The product rule is a fundamental principle in calculus used when differentiating the product of two functions. If you have two functions, say \( u(x) \) and \( v(x) \), their derivative can be found using the product rule formula:

• \( (uv)' = u'v + uv' \)

This means you differentiate the first function \( u(x) \) to get \( u'(x) \) and multiply it with the second function \( v(x) \), and vice versa. Then, you sum the two results.
This rule is essential when working with products because it accounts for both functions' influences on the overall product's rate of change. In our example, we applied the product rule to differentiate \((x^2 + 1)(x^2 - 1)\).
By setting \( u(x) = x^2 + 1 \) and \( v(x) = x^2 - 1 \), the problem becomes manageable, leading us to the derivative \( 4x^3 \), showcasing how the rule applies practically.
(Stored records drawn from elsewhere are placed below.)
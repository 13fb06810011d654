//! Cluster membership and table configuration
//!
//! The YAML cluster document (env `NCONF`) is the source of truth; the
//! control loops read a snapshot each cycle and report node sizes back.

use crate::data::{DataType, Field, Schema};
use crate::{NebulaError, Result};
use parking_lot::RwLock;
use serde::{Deserialize, Serialize};
use std::collections::BTreeMap;
use std::path::Path;

/// Environment variable naming the cluster configuration document
pub const NCONF: &str = "NCONF";
/// Environment variable naming the coordinator address on workers
pub const NSERVER: &str = "NSERVER";

/// One node as seen by the coordinator
#[derive(Debug, Clone, Serialize, Deserialize)]
pub struct NodeInfo {
    pub addr: String,
    #[serde(default = "default_true")]
    pub active: bool,
    /// Reported memory footprint in bytes, refreshed by the expire loop
    #[serde(default)]
    pub size: u64,
    /// Unix seconds of the last completed poll
    #[serde(default)]
    pub last_polled: u64,
}

fn default_true() -> bool {
    true
}

impl NodeInfo {
    pub fn new(addr: impl Into<String>) -> Self {
        Self {
            addr: addr.into(),
            active: true,
            size: 0,
            last_polled: 0,
        }
    }
}

/// Column entry of a table config
#[derive(Debug, Clone, Serialize, Deserialize)]
pub struct ColumnConfig {
    pub name: String,
    #[serde(rename = "type")]
    pub type_name: String,
}

/// One table in the cluster document
#[derive(Debug, Clone, Serialize, Deserialize)]
pub struct TableConfig {
    pub name: String,
    /// Path template with time/custom markers
    pub locator: String,
    /// How long enumerated specs stay in the registry
    pub retention_seconds: u64,
    #[serde(default)]
    pub columns: Vec<ColumnConfig>,
    /// Custom marker values expanded by the Cartesian product
    #[serde(default)]
    pub macros: BTreeMap<String, Vec<String>>,
}

impl TableConfig {
    pub fn schema(&self) -> Result<Schema> {
        let fields = self
            .columns
            .iter()
            .map(|c| Ok(Field::new(c.name.clone(), parse_type(&c.type_name)?)))
            .collect::<Result<Vec<_>>>()?;
        Ok(Schema::new(fields))
    }
}

/// Parse a type string such as `i64`, `string`, `list<string>` or
/// `map<string,i32>`.
pub fn parse_type(s: &str) -> Result<DataType> {
    let s = s.trim();
    let bad = || NebulaError::Config(format!("unknown column type '{}'", s));
    Ok(match s {
        "bool" => DataType::Bool,
        "i8" => DataType::Int8,
        "i16" => DataType::Int16,
        "i32" => DataType::Int32,
        "i64" => DataType::Int64,
        "i128" => DataType::Int128,
        "f32" => DataType::Float32,
        "f64" => DataType::Float64,
        "string" => DataType::String,
        _ => {
            if let Some(inner) = s.strip_prefix("list<").and_then(|r| r.strip_suffix('>')) {
                DataType::List(Box::new(parse_type(inner)?))
            } else if let Some(inner) = s.strip_prefix("map<").and_then(|r| r.strip_suffix('>')) {
                let (k, v) = inner.split_once(',').ok_or_else(bad)?;
                DataType::Map(Box::new(parse_type(k)?), Box::new(parse_type(v)?))
            } else {
                return Err(bad());
            }
        }
    })
}

/// Raw cluster document
#[derive(Debug, Clone, Serialize, Deserialize)]
pub struct ClusterConfig {
    pub version: String,
    #[serde(default)]
    pub nodes: Vec<NodeInfo>,
    #[serde(default)]
    pub tables: Vec<TableConfig>,
}

impl ClusterConfig {
    pub fn from_file<P: AsRef<Path>>(path: P) -> Result<Self> {
        let content = std::fs::read_to_string(path.as_ref())?;
        serde_yaml::from_str(&content).map_err(|e| NebulaError::Config(e.to_string()))
    }

    /// Load from the document named by `NCONF`
    pub fn from_env() -> Result<Self> {
        let path = std::env::var(NCONF)
            .map_err(|_| NebulaError::Config(format!("{} is not set", NCONF)))?;
        Self::from_file(path)
    }
}

/// Mutable cluster view shared by the control loops
pub struct ClusterInfo {
    inner: RwLock<ClusterConfig>,
}

impl ClusterInfo {
    pub fn new(config: ClusterConfig) -> Self {
        Self {
            inner: RwLock::new(config),
        }
    }

    pub fn version(&self) -> String {
        self.inner.read().version.clone()
    }

    /// Snapshot of all configured nodes
    pub fn nodes(&self) -> Vec<NodeInfo> {
        self.inner.read().nodes.clone()
    }

    /// Snapshot of all table configs
    pub fn tables(&self) -> Vec<TableConfig> {
        self.inner.read().tables.clone()
    }

    pub fn update_node_size(&self, addr: &str, size: u64) {
        let mut inner = self.inner.write();
        if let Some(node) = inner.nodes.iter_mut().find(|n| n.addr == addr) {
            node.size = size;
            node.last_polled = chrono::Utc::now().timestamp() as u64;
        }
    }

    pub fn set_node_active(&self, addr: &str, active: bool) {
        let mut inner = self.inner.write();
        if let Some(node) = inner.nodes.iter_mut().find(|n| n.addr == addr) {
            node.active = active;
        }
    }
}
//! Append-only flat row container
//!
//! A FlatBuffer materializes an ordered projection of schema columns and
//! stores appended rows column-major. It backs every in-memory data block,
//! the hashed aggregation buffer, and the query wire format.
//!
//! Serialization is self-describing given the (schema, fields) pair the
//! receiver already holds: the wire form carries the row count, per-column
//! null bitmaps, offset arrays and heaps, and a trailing crc32.

use crate::data::{Field, Row, Schema, Value};
use crate::memory::column::{ColumnVec, NullBitmap};
use crate::{NebulaError, Result};
use byteorder::{LittleEndian, WriteBytesExt};

/// Magic bytes "NBFB"
const MAGIC: u32 = 0x4E42_4642;
const VERSION: u16 = 1;
/// magic + version + column count + row count
const HEADER_SIZE: usize = 4 + 2 + 2 + 8;
const FOOTER_SIZE: usize = 4;

pub struct FlatBuffer {
    schema: Schema,
    /// Materialized projection, in declared order
    fields: Vec<Field>,
    columns: Vec<ColumnVec>,
    nulls: Vec<NullBitmap>,
    rows: usize,
    /// Serialized length once `prepare_serde` ran; mutation is rejected after
    frozen: Option<u64>,
    /// Armed by `add`, cleared by `rollback`
    can_rollback: bool,
}

impl FlatBuffer {
    /// Create an empty buffer materializing `field_names` (an ordered
    /// projection of schema columns; pass all names for a full buffer).
    pub fn new(schema: Schema, field_names: &[&str]) -> Result<Self> {
        let mut fields = Vec::with_capacity(field_names.len());
        for name in field_names {
            let idx = schema
                .index_of(name)
                .ok_or_else(|| NebulaError::FieldNotFound((*name).to_string()))?;
            fields.push(schema.field(idx).expect("index from index_of").clone());
        }
        let columns = fields
            .iter()
            .map(|f| ColumnVec::new(&f.data_type))
            .collect();
        let nulls = fields.iter().map(|_| NullBitmap::new()).collect();
        Ok(Self {
            schema,
            fields,
            columns,
            nulls,
            rows: 0,
            frozen: None,
            can_rollback: false,
        })
    }

    /// Full-schema buffer
    pub fn with_schema(schema: Schema) -> Result<Self> {
        let names: Vec<String> = schema.fields().iter().map(|f| f.name.clone()).collect();
        let refs: Vec<&str> = names.iter().map(|s| s.as_str()).collect();
        Self::new(schema, &refs)
    }

    pub fn schema(&self) -> &Schema {
        &self.schema
    }

    pub fn fields(&self) -> &[Field] {
        &self.fields
    }

    pub fn rows(&self) -> u64 {
        self.rows as u64
    }

    /// Current payload size across all columns
    pub fn raw_size(&self) -> u64 {
        self.columns.iter().map(|c| c.byte_size() as u64).sum()
    }

    /// Append one row; every field is read from the row by name and missing
    /// fields become null. A type mismatch aborts the row with the buffer
    /// unchanged.
    pub fn add(&mut self, row: &Row) -> Result<usize> {
        if self.frozen.is_some() {
            return Err(NebulaError::Frozen);
        }
        // validate before any column is touched so a failed row leaves
        // no partial state behind
        for field in &self.fields {
            let value = row.get(&field.name);
            if !value.matches(&field.data_type) {
                return Err(NebulaError::Schema {
                    field: field.name.clone(),
                    expected: field.data_type.to_string(),
                    actual: value.type_name().to_string(),
                });
            }
        }
        for (i, field) in self.fields.iter().enumerate() {
            let value = row.get(&field.name);
            self.nulls[i].push(value.is_null());
            self.columns[i].push(value)?;
        }
        self.rows += 1;
        self.can_rollback = true;
        Ok(self.rows - 1)
    }

    /// Drop exactly the most recently appended row. A no-op when the buffer
    /// is empty or when the last appended row was already rolled back.
    pub fn rollback(&mut self) {
        if self.frozen.is_some() || !self.can_rollback || self.rows == 0 {
            return;
        }
        let target = self.rows - 1;
        for col in &mut self.columns {
            col.truncate(target);
        }
        for nb in &mut self.nulls {
            nb.truncate(target);
        }
        self.rows = target;
        self.can_rollback = false;
    }

    /// Zero-copy read handle for one row; valid while the buffer lives
    pub fn row(&self, idx: usize) -> RowView<'_> {
        debug_assert!(idx < self.rows);
        RowView { flat: self, idx }
    }

    pub(crate) fn field_index(&self, name: &str) -> Option<usize> {
        self.fields.iter().position(|f| f.name == name)
    }

    pub(crate) fn column(&self, idx: usize) -> &ColumnVec {
        &self.columns[idx]
    }

    pub(crate) fn column_mut(&mut self, idx: usize) -> &mut ColumnVec {
        &mut self.columns[idx]
    }

    pub(crate) fn null_bitmap(&self, idx: usize) -> &NullBitmap {
        &self.nulls[idx]
    }

    pub(crate) fn null_bitmap_mut(&mut self, idx: usize) -> &mut NullBitmap {
        &mut self.nulls[idx]
    }

    // ========================================================================
    // Serde
    // ========================================================================

    /// Compute the exact serialized byte length and freeze the buffer.
    pub fn prepare_serde(&mut self) -> u64 {
        if let Some(n) = self.frozen {
            return n;
        }
        let mut total = HEADER_SIZE + FOOTER_SIZE;
        for (col, nb) in self.columns.iter().zip(&self.nulls) {
            total += nb.byte_len() + col.serialized_len();
        }
        let n = total as u64;
        self.frozen = Some(n);
        n
    }

    /// Write the serialized form into `dst`. Writes exactly the length
    /// returned by `prepare_serde` and returns it.
    pub fn serialize(&self, dst: &mut [u8]) -> Result<u64> {
        let expected = self.frozen.ok_or_else(|| {
            NebulaError::Serialization("serialize called before prepare_serde".into())
        })?;
        if (dst.len() as u64) < expected {
            return Err(NebulaError::Serialization(format!(
                "destination holds {} bytes, need {}",
                dst.len(),
                expected
            )));
        }
        let body_len = expected as usize - FOOTER_SIZE;
        let mut cursor = std::io::Cursor::new(&mut dst[..body_len]);
        cursor.write_u32::<LittleEndian>(MAGIC)?;
        cursor.write_u16::<LittleEndian>(VERSION)?;
        cursor.write_u16::<LittleEndian>(self.columns.len() as u16)?;
        cursor.write_u64::<LittleEndian>(self.rows as u64)?;
        for (col, nb) in self.columns.iter().zip(&self.nulls) {
            nb.write(&mut cursor)?;
            col.write(&mut cursor)?;
        }
        if cursor.position() as usize != body_len {
            return Err(NebulaError::Serialization(format!(
                "wrote {} body bytes, expected {}",
                cursor.position(),
                body_len
            )));
        }
        let crc = crc32fast::hash(&dst[..body_len]);
        dst[body_len..body_len + FOOTER_SIZE].copy_from_slice(&crc.to_le_bytes());
        Ok(expected)
    }

    /// Convenience: prepare + serialize into a fresh vector
    pub fn to_bytes(&mut self) -> Result<Vec<u8>> {
        let n = self.prepare_serde() as usize;
        let mut buf = vec![0u8; n];
        self.serialize(&mut buf)?;
        Ok(buf)
    }

    /// Deserializing constructor; takes ownership of the byte region.
    /// The receiver supplies the same (schema, fields) the producer used.
    pub fn from_bytes(schema: Schema, field_names: &[&str], bytes: Vec<u8>) -> Result<Self> {
        if bytes.len() < HEADER_SIZE + FOOTER_SIZE {
            return Err(NebulaError::CorruptBlock("buffer shorter than header".into()));
        }
        let body_len = bytes.len() - FOOTER_SIZE;
        let stored_crc = u32::from_le_bytes(bytes[body_len..].try_into().unwrap());
        if crc32fast::hash(&bytes[..body_len]) != stored_crc {
            return Err(NebulaError::CorruptBlock("checksum mismatch".into()));
        }

        let magic = u32::from_le_bytes(bytes[0..4].try_into().unwrap());
        if magic != MAGIC {
            return Err(NebulaError::CorruptBlock("bad magic".into()));
        }
        let version = u16::from_le_bytes(bytes[4..6].try_into().unwrap());
        if version != VERSION {
            return Err(NebulaError::CorruptBlock(format!(
                "unsupported version {}",
                version
            )));
        }
        let ncols = u16::from_le_bytes(bytes[6..8].try_into().unwrap()) as usize;
        if ncols != field_names.len() {
            return Err(NebulaError::CorruptBlock(format!(
                "column count {} does not match field list {}",
                ncols,
                field_names.len()
            )));
        }
        let rows = u64::from_le_bytes(bytes[8..16].try_into().unwrap()) as usize;
        // each column carries a ceil(rows/8)-byte bitmap, so a sane row
        // count is bounded by the buffer size
        if ncols > 0 && rows / 8 > bytes.len() {
            return Err(NebulaError::CorruptBlock(format!(
                "row count {} impossible for {} bytes",
                rows,
                bytes.len()
            )));
        }

        let mut flat = FlatBuffer::new(schema, field_names)?;
        let mut pos = HEADER_SIZE;
        let mut columns = Vec::with_capacity(ncols);
        let mut nulls = Vec::with_capacity(ncols);
        for field in &flat.fields {
            let nb = NullBitmap::read(&bytes, &mut pos, rows)?;
            let col = ColumnVec::read(&bytes, &mut pos, &field.data_type, rows)?;
            nulls.push(nb);
            columns.push(col);
        }
        if pos != body_len {
            return Err(NebulaError::CorruptBlock(format!(
                "{} trailing bytes after last column",
                body_len - pos
            )));
        }
        flat.columns = columns;
        flat.nulls = nulls;
        flat.rows = rows;
        Ok(flat)
    }
}

impl std::fmt::Debug for FlatBuffer {
    fn fmt(&self, f: &mut std::fmt::Formatter<'_>) -> std::fmt::Result {
        f.debug_struct("FlatBuffer")
            .field("fields", &self.fields.len())
            .field("rows", &self.rows)
            .field("raw_size", &self.raw_size())
            .finish()
    }
}

/// Zero-copy read handle over one row of a FlatBuffer
#[derive(Clone, Copy)]
pub struct RowView<'a> {
    flat: &'a FlatBuffer,
    idx: usize,
}

impl<'a> RowView<'a> {
    pub fn index(&self) -> usize {
        self.idx
    }

    pub fn is_null(&self, name: &str) -> bool {
        match self.flat.field_index(name) {
            Some(col) => self.flat.null_bitmap(col).get(self.idx),
            None => true,
        }
    }

    /// Materializing read by field name; unknown or null fields read as null
    pub fn value(&self, name: &str) -> Value {
        match self.flat.field_index(name) {
            Some(col) if !self.flat.null_bitmap(col).get(self.idx) => {
                self.flat.column(col).value_at(self.idx)
            }
            _ => Value::Null,
        }
    }

    /// Materializing read by column index
    pub fn value_at(&self, col: usize) -> Value {
        if self.flat.null_bitmap(col).get(self.idx) {
            Value::Null
        } else {
            self.flat.column(col).value_at(self.idx)
        }
    }

    /// Zero-copy string read; None when null or not a string column
    pub fn read_str(&self, name: &str) -> Option<&'a str> {
        let col = self.flat.field_index(name)?;
        if self.flat.null_bitmap(col).get(self.idx) {
            return None;
        }
        self.flat.column(col).str_at(self.idx)
    }

    /// Materialize the whole row as an input-style Row
    pub fn to_row(&self) -> Row {
        let mut row = Row::new();
        for field in self.flat.fields() {
            row.insert(field.name.clone(), self.value(&field.name));
        }
        row
    }
}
Polynomials are expressions involving variables raised to whole number powers, typically written in the form \( a_nx^n + a_{n-1}x^{n-1} + \ldots + a_1x + a_0 \). In this problem, each of the functions \( x^2+1 \) and \( x^2-1 \) is a polynomial.
These particular polynomials are quadratic, meaning their highest exponent is 2. Polynomials are widely used in calculus because they are relatively straightforward to differentiate and integrate.
While a single polynomial might be easy to handle, product rules and other operations are necessary when they are combined, as with the product of \( (x^2+1) \) and \( (x^2-1) \).
This combination of polynomials forms a new expression that's still structurally a polynomial, but it requires techniques like the product rule for proper differentiation.

Differentiation is the process of finding a derivative, which represents how a function changes as its input changes. It's a core concept in calculus.
In our problem, differentiation helps us find the rate at which the function \( (x^2+1)(x^2-1) \) changes with respect to \( x \).
By breaking down the function into its components using the product rule, we discovered that the derivative of the product results in a much simpler expression: \( 4x^3 \).
This simplification demonstrates the power of differentiation, as it allows you to transform complex function interactions into more manageable forms, leading to easier analysis in applications like physics, engineering, and economics.

A function of \( x \) is any expression where \( x \) is treated as the variable. Functions of \( x \) can take many forms, such as polynomial, exponential, logarithmic, and more.
In the current context, both \( (x^2+1) \) and \( (x^2-1) \) are functions of \( x \).

• They describe a relationship where each input \( x \) corresponds to a specific output.
• The composite function formed by their product \( (x^2+1)(x^2-1) \) further illustrates the complexity that can arise when combining multiple simple functions.

Understanding functions of \( x \) is crucial in calculus as it allows us to explore and analyze changes and interactions between various mathematical expressions.
These are foundational skills for any calculus student aiming to tackle real-world problems.